It seems like every few weeks, a new ordinance is enacted somewhere that limits what we can or cannot do in public places. No smoking in restaurants? Cool, I like to actually savor my food anyway. Bars? No problem, your bedroom won’t smell like an ashtray the next morning from the pile of clothes on [...]

It seems like every few weeks, a new ordinance is enacted somewhere that limits what we can or cannot do in public places. No smoking in restaurants? Cool, I like to actually savor my food anyway. Bars? No problem, your bedroom won’t smell like an ashtray the next morning from the pile of clothes on the floor or in the hamper. Public recreational areas? Of course not, there are children there!

The wave of the future?

But in recent years, a new movement has emerged to ban smoking in apartment units and condo/co-ops, as examined in a recent New York Times article. In most cases, the decision to prohibit smoking in multifamily residences isn’t being mandated. Rather, individual apartment owners are banning it in some of their properties primarily due to concerns over the effect of second-hand smoke.

(Full disclosure: I used to smoke. I still do enjoy a cigarette on an occasional basis. But I despise smoking indoors, so I share the same anti-smoking sentiments that many non-smokers do.)

Do landlords really want to snub a significant portion of would-be renters?

In major markets across the country, a handful of firms have made the move to ban smoking in on or more of their apartment properties, not only inside units and common areas but also on terraces and patios: Pan Am Cos., Related Cos., Archstone, AMLI Residential, McCaffery Interests and Trammell Crow Residential, among others.

Kenbar Management in New York has taken it one step further; at one of its newest buildings, 1510 Lexington Ave., smokers can’t even use the sidewalks that wrap the property, which takes up almost an entire city block. (Now, what the management is going to do about passersby lighting up is another question.)
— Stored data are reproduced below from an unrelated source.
#[cfg(test)]
mod tests {
    use super::*;
    use crate::state::StateHandle;
    use crate::value::deep_equal;
    use serde_json::json;

    fn state(data: serde_json::Value) -> StateHandle {
        StateHandle::new(Value::from(data))
    }

    fn int(s: &StateRef, key: &str) -> i64 {
        s.get(key).and_then(|v| v.as_i64()).unwrap_or(0)
    }

    /// Counts getter invocations alongside the computed value
    fn counting_sum(calls: Rc<Cell<usize>>) -> impl Fn(&StateRef) -> Value {
        move |s| {
            calls.set(calls.get() + 1);
            Value::Int(int(s, "a") + int(s, "b"))
        }
    }

    #[test]
    fn test_basic_read() {
        let s = state(json!({"a": 1, "b": 2}));
        let _c = define_computed(&s, "sum", |s| Value::Int(int(s, "a") + int(s, "b"))).unwrap();
        assert_eq!(s.get_nested_value("sum"), Some(Value::Int(3)));
    }

    #[test]
    fn test_recompute_after_dependency_change() {
        let s = state(json!({"a": 1, "b": 2}));
        let _c = define_computed(&s, "sum", |s| Value::Int(int(s, "a") + int(s, "b"))).unwrap();

        s.set("a", 5);
        s.flush_pending_recomputations();
        assert_eq!(s.get_nested_value("sum"), Some(Value::Int(7)));
    }

    #[test]
    fn test_no_spurious_recompute_on_unrelated_change() {
        let s = state(json!({"a": 1, "b": 2, "noise": 0}));
        let calls = Rc::new(Cell::new(0));
        let _c = define_computed(&s, "sum", counting_sum(calls.clone())).unwrap();
        let after_define = calls.get();

        s.set("noise", 99);
        s.flush_pending_recomputations();
        assert_eq!(calls.get(), after_define);
    }

    #[test]
    fn test_cached_reads_do_not_reinvoke_getter() {
        let s = state(json!({"a": 1, "b": 2}));
        let calls = Rc::new(Cell::new(0));
        let _c = define_computed(&s, "sum", counting_sum(calls.clone())).unwrap();
        assert_eq!(calls.get(), 1);

        let _ = s.get_nested_value("sum");
        let _ = s.get_nested_value("sum");
        assert_eq!(calls.get(), 1);
    }

    #[test]
    fn test_multiple_writes_coalesce_into_one_recompute() {
        let s = state(json!({"a": 1, "b": 2}));
        let calls = Rc::new(Cell::new(0));
        let _c = define_computed(&s, "sum", counting_sum(calls.clone())).unwrap();

        s.set("a", 10);
        s.set("b", 20);
        s.set("a", 11);
        s.flush_pending_recomputations();
        assert_eq!(calls.get(), 2);
        assert_eq!(s.get_nested_value("sum"), Some(Value::Int(31)));
    }

    #[test]
    fn test_writeback_notifies_subscribers_of_computed_name() {
        let s = state(json!({"a": 1, "b": 2}));
        let _c = define_computed(&s, "sum", |s| Value::Int(int(s, "a") + int(s, "b"))).unwrap();

        let log = Rc::new(RefCell::new(Vec::new()));
        let sink = log.clone();
        let _sub = s.subscribe("sum", move |v| sink.borrow_mut().push(v.clone()));

        s.set("a", 5);
        s.flush_pending_recomputations();
        assert_eq!(*log.borrow(), vec![Value::Int(7)]);
    }

    #[test]
    fn test_sync_dirty_read_then_flush_still_publishes_once() {
        let s = state(json!({"a": 1, "b": 2}));
        let _c = define_computed(&s, "sum", |s| Value::Int(int(s, "a") + int(s, "b"))).unwrap();

        let log = Rc::new(RefCell::new(Vec::new()));
        let sink = log.clone();
        let _sub = s.subscribe("sum", move |v| sink.borrow_mut().push(v.clone()));

        s.set("a", 5);
        // synchronous read while dirty evaluates immediately...
        assert_eq!(s.get_nested_value("sum"), Some(Value::Int(7)));
        assert!(log.borrow().is_empty());
        // ...and the deferred slot still publishes the change exactly once
        s.flush_pending_recomputations();
        assert_eq!(*log.borrow(), vec![Value::Int(7)]);
        s.flush_pending_recomputations();
        assert_eq!(log.borrow().len(), 1);
    }

    #[test]
    fn test_deep_equals_suppresses_unchanged_output() {
        let s = state(json!({"n": 2}));
        let spec = ComputedSpec::new(|s| Value::object([("even", int(s, "n") % 2 == 0)]))
            .with_equals(deep_equal);
        let _c = define_computed_with(&s, "parity", spec).unwrap();

        let hits = Rc::new(Cell::new(0));
        let h = hits.clone();
        let _sub = s.subscribe("parity", move |_| h.set(h.get() + 1));

        // 2 -> 4: inputs changed, output structurally identical
        s.set("n", 4);
        s.flush_pending_recomputations();
        assert_eq!(hits.get(), 0);

        // 4 -> 5: output flips
        s.set("n", 5);
        s.flush_pending_recomputations();
        assert_eq!(hits.get(), 1);
    }

    #[test]
    fn test_default_shallow_equals_reports_fresh_containers_as_changed() {
        let s = state(json!({"n": 2}));
        let _c = define_computed(&s, "parity", |s| {
            Value::object([("even", int(s, "n") % 2 == 0)])
        })
        .unwrap();

        let hits = Rc::new(Cell::new(0));
        let h = hits.clone();
        let _sub = s.subscribe("parity", move |_| h.set(h.get() + 1));

        s.set("n", 4);
        s.flush_pending_recomputations();
        s.set("n", 6);
        s.flush_pending_recomputations();
        assert_eq!(hits.get(), 2);
    }

    #[test]
    fn test_conditional_dependencies_are_replaced() {
        let s = state(json!({"use_a": true, "a": 1, "b": 2}));
        let calls = Rc::new(Cell::new(0));
        let c = calls.clone();
        let _c = define_computed(&s, "pick", move |s| {
            c.set(c.get() + 1);
            if s.get("use_a").and_then(|v| v.as_bool()).unwrap_or(false) {
                Value::Int(int(s, "a"))
            } else {
                Value::Int(int(s, "b"))
            }
        })
        .unwrap();
        assert_eq!(calls.get(), 1);

        s.set("use_a", false);
        s.flush_pending_recomputations();
        assert_eq!(s.get_nested_value("pick"), Some(Value::Int(2)));
        let after_flip = calls.get();

        // `a` is no longer in the dependency set
        s.set("a", 100);
        s.flush_pending_recomputations();
        assert_eq!(calls.get(), after_flip);

        s.set("b", 50);
        s.flush_pending_recomputations();
        assert_eq!(calls.get(), after_flip + 1);
        assert_eq!(s.get_nested_value("pick"), Some(Value::Int(50)));
    }

    #[test]
    fn test_nested_path_dependency() {
        let s = state(json!({"user": {"name": "A"}}));
        let _c = define_computed(&s, "greet", |s| {
            let name = s
                .child("user")
                .get("name")
                .and_then(|v| v.as_str().map(String::from))
                .unwrap_or_default();
            Value::Str(format!("Hi {name}"))
        })
        .unwrap();
        assert_eq!(s.get_nested_value("greet"), Some(Value::Str("Hi A".into())));

        s.set("user.name", "B");
        s.flush_pending_recomputations();
        assert_eq!(s.get_nested_value("greet"), Some(Value::Str("Hi B".into())));
    }

    #[test]
    fn test_computed_on_computed() {
        let s = state(json!({"a": 1, "b": 2}));
        let _sum = define_computed(&s, "sum", |s| Value::Int(int(s, "a") + int(s, "b"))).unwrap();
        let _dbl = define_computed(&s, "double", |s| Value::Int(int(s, "sum") * 2)).unwrap();
        assert_eq!(s.get_nested_value("double"), Some(Value::Int(6)));

        s.set("a", 10);
        s.flush_pending_recomputations();
        assert_eq!(s.get_nested_value("double"), Some(Value::Int(24)));
    }

    #[test]
    fn test_panic_at_definition_is_lazy() {
        let s = state(json!({}));
        let result = define_computed(&s, "boom", |_| panic!("getter failure"));
        // definition succeeds; the failure belongs to reads
        let _handle = result.unwrap();

        for _ in 0..2 {
            let caught = catch_unwind(AssertUnwindSafe(|| s.get_nested_value("boom")));
            assert!(caught.is_err());
        }
    }

    #[test]
    fn test_panic_during_deferred_recompute_surfaces_on_next_read() {
        let s = state(json!({"mode": "ok"}));
        let _c = define_computed(&s, "risky", |s| {
            let mode = s.get("mode").and_then(|v| v.as_str().map(String::from));
            match mode.as_deref() {
                Some("bad") => panic!("recompute failure"),
                other => Value::Str(other.unwrap_or("?").to_string()),
            }
        })
        .unwrap();
        assert_eq!(s.get_nested_value("risky"), Some(Value::Str("ok".into())));

        s.set("mode", "bad");
        // the flush itself survives the panic
        s.flush_pending_recomputations();

        let caught = catch_unwind(AssertUnwindSafe(|| s.get_nested_value("risky")));
        assert!(caught.is_err());

        // and the entry recovers once the getter stops panicking
        s.set("mode", "fine");
        s.flush_pending_recomputations();
        assert_eq!(s.get_nested_value("risky"), Some(Value::Str("fine".into())));
    }

    #[test]
    fn test_self_dependency_rejected() {
        let s = state(json!({"a": 1}));
        let result = define_computed(&s, "loop", |s| Value::Int(int(s, "loop") + 1));
        assert!(matches!(result, Err(StateError::SelfDependency(_))));
        // the partial definition was rolled back
        assert_eq!(s.get_nested_value("loop"), None);
        assert_eq!(s.stats().computed_count, 0);
    }

    #[test]
    fn test_invalid_and_duplicate_names() {
        let s = state(json!({"a": 1}));
        assert!(matches!(
            define_computed(&s, "", |_| Value::Null),
            Err(StateError::InvalidName(_))
        ));
        assert!(matches!(
            define_computed(&s, "a.b", |_| Value::Null),
            Err(StateError::InvalidName(_))
        ));
        let _first = define_computed(&s, "c", |_| Value::Int(1)).unwrap();
        assert!(matches!(
            define_computed(&s, "c", |_| Value::Int(2)),
            Err(StateError::DuplicateComputed(_))
        ));
    }

    #[test]
    fn test_remove_stops_recomputation_and_deletes_property() {
        let s = state(json!({"a": 1, "b": 2}));
        let calls = Rc::new(Cell::new(0));
        let handle = define_computed(&s, "sum", counting_sum(calls.clone())).unwrap();
        s.set("a", 5);
        s.flush_pending_recomputations();
        let before = calls.get();

        handle.remove();
        handle.remove();
        assert_eq!(s.get_nested_value("sum"), None);

        s.set("a", 9);
        s.flush_pending_recomputations();
        assert_eq!(calls.get(), before);
    }

    #[test]
    fn test_bulk_definition_and_single_disposer() {
        let s = state(json!({"a": 1, "b": 2}));
        let set = define_computed_properties(
            &s,
            [
                ("sum", ComputedSpec::new(|s| Value::Int(int(s, "a") + int(s, "b")))),
                ("diff", ComputedSpec::new(|s| Value::Int(int(s, "a") - int(s, "b")))),
            ],
        )
        .unwrap();
        assert_eq!(s.get_nested_value("sum"), Some(Value::Int(3)));
        assert_eq!(s.get_nested_value("diff"), Some(Value::Int(-1)));
        assert_eq!(s.stats().computed_count, 2);

        set.remove();
        assert_eq!(s.stats().computed_count, 0);
        assert_eq!(s.get_nested_value("sum"), None);
    }

    #[test]
    fn test_bulk_definition_rolls_back_on_error() {
        let s = state(json!({"a": 1}));
        let result = define_computed_properties(
            &s,
            [
                ("ok", ComputedSpec::new(|s| Value::Int(int(s, "a")))),
                ("bad.name", ComputedSpec::new(|_| Value::Null)),
            ],
        );
        assert!(matches!(result, Err(StateError::InvalidName(_))));
        assert_eq!(s.stats().computed_count, 0);
        assert_eq!(s.get_nested_value("ok"), None);
    }

    #[test]
    fn test_snapshot_contains_computed_after_writeback() {
        let s = state(json!({"a": 1, "b": 2}));
        let _c = define_computed(&s, "sum", |s| Value::Int(int(s, "a") + int(s, "b"))).unwrap();
        // not yet written back
        assert_eq!(s.snapshot().get_path("sum"), None);

        s.set("a", 5);
        s.flush_pending_recomputations();
        assert_eq!(s.snapshot().get_path("sum"), Some(&Value::Int(7)));
    }

    #[test]
    fn test_path_into_composite_computed_value() {
        let s = state(json!({"first": "Ada", "last": "L"}));
        let _c = define_computed(&s, "names", |s| {
            Value::object([
                ("first", s.get("first").unwrap_or(Value::Null)),
                ("last", s.get("last").unwrap_or(Value::Null)),
            ])
        })
        .unwrap();
        assert_eq!(
            s.get_nested_value("names.first"),
            Some(Value::Str("Ada".into()))
        );
        assert_eq!(s.get_nested_value("names.missing"), None);
    }

    #[test]
    fn test_divergent_cycle_is_bounded_by_flush_budget() {
        let s = state(json!({"seed": 0}));
        let _a = define_computed(&s, "ping", |s| {
            Value::Int(int(s, "seed") + int(s, "pong") + 1)
        })
        .unwrap();
        let _b = define_computed(&s, "pong", |s| Value::Int(int(s, "ping") + 1)).unwrap();

        s.set("seed", 1);
        // each writeback re-invalidates the other entry; the flush budget
        // breaks the spin and leaves the remainder pending
        s.flush_pending_recomputations();
        assert!(s.stats().pending_recomputes >= 1);
    }

    #[test]
    fn test_unsubscribe_all_detaches_links_until_next_evaluation() {
        let s = state(json!({"a": 1, "b": 2}));
        let _c = define_computed(&s, "sum", |s| Value::Int(int(s, "a") + int(s, "b"))).unwrap();

        // leave the entry dirty, then drop every subscription
        s.set("a", 5);
        s.unsubscribe_all();

        // the dirty read evaluates and re-registers both dependency links
        assert_eq!(s.get_nested_value("sum"), Some(Value::Int(7)));

        s.set("b", 10);
        s.flush_pending_recomputations();
        assert_eq!(s.get_nested_value("sum"), Some(Value::Int(15)));
    }

    #[test]
    fn test_unsubscribe_all_halts_clean_computed() {
        let s = state(json!({"a": 1, "b": 2}));
        let calls = Rc::new(Cell::new(0));
        let _c = define_computed(&s, "sum", counting_sum(calls.clone())).unwrap();
        let before = calls.get();

        s.unsubscribe_all();

        // no link fires, so the cached value goes stale and stays cached
        s.set("a", 100);
        s.flush_pending_recomputations();
        assert_eq!(calls.get(), before);
        assert_eq!(s.get_nested_value("sum"), Some(Value::Int(3)));
    }

    #[test]
    fn test_define_on_destroyed_state() {
        let s = state(json!({"a": 1}));
        s.destroy();
        assert!(matches!(
            define_computed(&s, "sum", |_| Value::Null),
            Err(StateError::Destroyed)
        ));
    }
}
Even the Department of Housing and Urban Development has recommended that public housing agencies bar smoking in housing projects; to date, about 50 agencies have forbidden smoking in their buildings.

Some municipalities have even mandated that smoking be banned in shared housing. In Richmond, CA, for instance, an ordinance was passed in July 2009 outlawing cigarette smoking, and in Belmont, CA, a smoking ban was passed two years ago and went into effect this month for units with shared floors or ceilings—effectively, all multifamily properties.

No smoking here, either.

The City of Calabasas, CA near Los Angeles has a proposal on the table to ideally ban smoking in 80% of multifamily properties by 2012 (which conjures up images of Warsaw ghetto-like communities for the other 20% of otherwise ostracized properties). Officials in Menlo Park in Northern California are debating a similar proposal.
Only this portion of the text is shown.